The flight flew for 773 seconds and attained the maximum velocity of Mach 5 or five times the speed of sound. The physical landing was conducted on an artificial runway some 450 kilometers away from Sriharikota on water. In this hypersonic landing experiment in 2016, the RLV-TD HEX which was not designed to float sank into the sea and the experiment failed.
ISRO called it ‘successful’ and the era of reusability started with the Indian space agency. Since then engineers at the Vikram Sarabhai Space Centre (VSSC) in Thiruvananthapuram have been seriously working to solve this complex technology.
Recently, three attempts have been made already to test the glide capability and the last attempt in April 2022 was stopped because a cyclone and heavy winds started at the landing site. Somanath says there is one small window available to do this unique experiment before the monsoon hits the Chitradurga district and all efforts are being made to make sure it happens successfully. Indian space scientists are trying to master a far more complex reusable rocket.
since ISRO wants to learn how to recover and bring back to Earth the upper stage of the rocket, which is usually lost in space. “The upper stage of the rocket has the most complex and most expensive electronics and if one can recover the upper stage it would certainly bring down the cost of rocket launching dramatically, also reduce space debris”, explains Somanath.
In fact, the much wanted reusable rocket demonstrations done by Space X are only of the lower stages of the rocket which are basically metal blanks and comparatively much cheaper as they do not have expensive electronics.
The ‘Swadeshi Space Shuttle’ is actually a two-staged step to orbit vehicle. The reusable winged vehicle is vertically on the top of the rocket which boosts it into space and puts it into an orbit. Once that is done the winged vehicle separates and orbits the Earth.
As it’s happening in Kerala they have decided that once the mission is completed, the mission control center sends commands to the still in orbit `swadeshi space shuttle’ for it to de-orbit and then successfully land at a runway that may be built at Sriharikota.
To make the rocket leave its orbit and survive the dense atmosphere where the heat generated due to friction can lead to temperatures on the surface of about 3000-4000°C, it needs an understanding of complex materials and the software has to be strong enough to handle the random landing.
Lightweight heat-resistant silica tiles and carbon-carbon fused tiles have already been developed by ISRO. If the landing experiment succeeds, the next big milestone will be to conduct a re-entry experiment where the lower model of RLV will orbit the earth and then be brought back to India.
If robotic re-usable vehicles are successful in India then expensive satellites whose fuel has been emptied could be called back and brought back to send again, costly observation platforms can be used again and again, the uses are many and bringing down the cost of access to space is just one factor.

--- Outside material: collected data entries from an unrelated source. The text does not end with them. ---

// ABOUTME: CLI entry point for signing Triton API requests.
// ABOUTME: Dispatches to header, sign-raw, fingerprint and agent-keys subcommands.

use anyhow::{bail, Context, Result};
use chrono::Utc;
use clap::{Args, Parser, Subcommand};
use std::path::{Path, PathBuf};
use tracing::Level;
use triton_auth::{
    rfc1123_date, AgentClient, AuthConfig, AuthError, AuthSettings, KeyMaterial, KeySource,
    PrivateKeySigner, RawSigner,
};

#[derive(Parser)]
#[command(name = "triton-sign")]
#[command(about = "Sign Triton cloud API requests with an SSH key")]
#[command(version)]
struct Cli {
    #[command(flatten)]
    auth: AuthArgs,

    /// Log signer activity to stderr
    #[arg(short, long, global = true)]
    verbose: bool,

    #[command(subcommand)]
    command: Commands,
}

/// Overrides for values otherwise taken from the environment or auth.toml.
#[derive(Args)]
struct AuthArgs {
    /// Account login name
    #[arg(long, global = true)]
    account: Option<String>,

    /// Sub-user login name
    #[arg(long, global = true)]
    user: Option<String>,

    /// MD5 fingerprint of the signing key
    #[arg(long, global = true)]
    key_id: Option<String>,

    /// Private key file (when unset the SSH agent signs)
    #[arg(long, global = true)]
    key_file: Option<PathBuf>,

    /// SSH agent socket path
    #[arg(long, global = true)]
    agent_socket: Option<PathBuf>,
}

impl AuthArgs {
    fn into_settings(self) -> AuthSettings {
        AuthSettings {
            account: self.account,
            user: self.user,
            key_id: self.key_id,
            key_material: self.key_file,
            agent_socket: self.agent_socket,
        }
    }
}

#[derive(Subcommand)]
enum Commands {
    /// Print the date and Authorization headers for a request
    Header {
        /// Date header value to sign (defaults to now, RFC 1123)
        #[arg(long)]
        date: Option<String>,
    },

    /// Sign an arbitrary string with a private key file
    SignRaw {
        /// Data to sign
        data: String,
    },

    /// Print the MD5 fingerprint of a private key file
    Fingerprint {
        /// Private key file
        file: PathBuf,
    },

    /// List keys held by the SSH agent
    AgentKeys,
}

fn main() -> Result<()> {
    let cli = Cli::parse();

    if cli.verbose {
        triton_log::init_for("triton_auth", Level::DEBUG);
    } else {
        triton_log::init(Level::WARN);
    }

    let overrides = cli.auth.into_settings();
    match cli.command {
        Commands::Header { date } => run_header(overrides, date),
        Commands::SignRaw { data } => run_sign_raw(overrides, &data),
        Commands::Fingerprint { file } => run_fingerprint(&file),
        Commands::AgentKeys => run_agent_keys(overrides),
    }
}

fn run_header(overrides: AuthSettings, date: Option<String>) -> Result<()> {
    let config = AuthConfig::load(overrides).context("failed to load credentials")?;
    let signer = config.build_signer().context("failed to create signer")?;

    let date = date.unwrap_or_else(|| rfc1123_date(Utc::now()));
    let authorization = signer.sign(&date).context("failed to sign date header")?;

    println!("date: {date}");
    println!("authorization: {authorization}");
    Ok(())
}

fn run_sign_raw(overrides: AuthSettings, data: &str) -> Result<()> {
    let config = AuthConfig::load(overrides).context("failed to load credentials")?;
    let KeySource::File(path) = &config.key_source else {
        bail!("sign-raw needs a private key file (--key-file or TRITON_KEY_MATERIAL)");
    };

    let key = KeyMaterial::from_file(path)?;
    let signer = PrivateKeySigner::from_key_material(
        &config.key_id,
        key,
        &config.account,
        config.user.as_deref(),
    )
    .context("failed to create signer")?;

    let raw = signer.sign_raw(data).context("failed to sign data")?;
    println!("algorithm: {}", raw.algorithm);
    println!("signature: {}", raw.signature);
    Ok(())
}

fn run_fingerprint(file: &Path) -> Result<()> {
    let key = KeyMaterial::from_file(file)?;
    let fingerprint = key.fingerprint();

    println!("{} {}", key.kind(), fingerprint.display());
    println!("compact: {}", fingerprint.compact());
    Ok(())
}

fn run_agent_keys(overrides: AuthSettings) -> Result<()> {
    let settings = overrides.or(AuthSettings::from_env());
    let socket = settings.agent_socket.ok_or(AuthError::AgentUnavailable)?;

    let mut client = AgentClient::connect(&socket)?;
    let identities = client
        .list_identities()
        .context("failed to list agent keys")?;

    if identities.is_empty() {
        println!("The agent has no keys.");
        return Ok(());
    }

    for identity in identities {
        println!(
            "{} {} {}",
            identity.fingerprint().display(),
            identity.key_type().as_deref().unwrap_or("unknown"),
            identity.comment
        );
    }
    Ok(())
}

In the future pharmaceutical compounds could be made in near zero-gravity environments, biological experiments could be done and recovered from space and even human organs could be grown in space and brought back to Earth are the claims made by Somanath.
“The upper stage of the rocket is very precious there are also huge strategic advantages of mastering reusability of the ultra-expensive upper stage”, says Somanath.
India is slowly working to achieve this important technology so that the country is not left behind in the space race of developing economical and advanced space technology.